■ Work required
What follows is a set of records; give them all back exactly.

*** Extracted entries

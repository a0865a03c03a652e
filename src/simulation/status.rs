//! Hazard progress summaries for the simulation panel.
//!
//! Read-only: derives display values from the engine's state at an instant.

use chrono::{DateTime, Utc};

use super::hazard::HazardSimulationState;

#[derive(Debug, Clone, PartialEq)]
pub struct ActiveHazardStatus {
    pub scenario_label: &'static str,
    /// Capitalized, e.g. "High".
    pub intensity_label: &'static str,
    pub total_duration_secs: f64,
    pub remaining_secs: f64,
    /// Elapsed share of the scenario, in `[0, 100]`.
    pub progress_percent: f64,
}

#[derive(Debug, Clone, PartialEq)]
pub enum HazardStatus {
    Inactive,
    Active(ActiveHazardStatus),
}

impl HazardStatus {
    pub fn is_active(&self) -> bool {
        matches!(self, HazardStatus::Active(_))
    }

    /// One-line summary, e.g. "Heavy Rain (High intensity) - 40% complete, 18s remaining".
    pub fn summary(&self) -> String {
        match self {
            HazardStatus::Inactive => "No hazard simulation running".to_string(),
            HazardStatus::Active(status) => format!(
                "{} ({} intensity) - {:.0}% complete, {:.0}s remaining",
                status.scenario_label,
                status.intensity_label,
                status.progress_percent,
                status.remaining_secs.ceil()
            ),
        }
    }
}

pub fn report(state: Option<&HazardSimulationState>, now: DateTime<Utc>) -> HazardStatus {
    let Some(state) = state else {
        return HazardStatus::Inactive;
    };

    HazardStatus::Active(ActiveHazardStatus {
        scenario_label: state.scenario.label(),
        intensity_label: state.intensity.label(),
        total_duration_secs: state.total_duration_ms as f64 / 1000.0,
        remaining_secs: state.remaining_ms(now) as f64 / 1000.0,
        progress_percent: (state.progress_at(now) * 100.0).clamp(0.0, 100.0),
    })
}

******

■ Written solution
repository a0865a03c03a652e
filename src/simulation/status.rs
//! Hazard progress summaries for the simulation panel.
//!
//! Read-only: derives display values from the engine's state at an instant.

use chrono::{DateTime, Utc};

use super::hazard::HazardSimulationState;

#[derive(Debug, Clone, PartialEq)]
pub struct ActiveHazardStatus {
    pub scenario_label: &'static str,
    /// Capitalized, e.g. "High".
    pub intensity_label: &'static str,
    pub total_duration_secs: f64,
    pub remaining_secs: f64,
    /// Elapsed share of the scenario, in `[0, 100]`.
    pub progress_percent: f64,
}

#[derive(Debug, Clone, PartialEq)]
pub enum HazardStatus {
    Inactive,
    Active(ActiveHazardStatus),
}

impl HazardStatus {
    pub fn is_active(&self) -> bool {
        matches!(self, HazardStatus::Active(_))
    }

    /// One-line summary, e.g. "Heavy Rain (High intensity) - 40% complete, 18s remaining".
    pub fn summary(&self) -> String {
        match self {
            HazardStatus::Inactive => "No hazard simulation running".to_string(),
            HazardStatus::Active(status) => format!(
                "{} ({} intensity) - {:.0}% complete, {:.0}s remaining",
                status.scenario_label,
                status.intensity_label,
                status.progress_percent,
                status.remaining_secs.ceil()
            ),
        }
    }
}

pub fn report(state: Option<&HazardSimulationState>, now: DateTime<Utc>) -> HazardStatus {
    let Some(state) = state else {
        return HazardStatus::Inactive;
    };

    HazardStatus::Active(ActiveHazardStatus {
        scenario_label: state.scenario.label(),
        intensity_label: state.intensity.label(),
        total_duration_secs: state.total_duration_ms as f64 / 1000.0,
        remaining_secs: state.remaining_ms(now) as f64 / 1000.0,
        progress_percent: (state.progress_at(now) * 100.0).clamp(0.0, 100.0),
    })
}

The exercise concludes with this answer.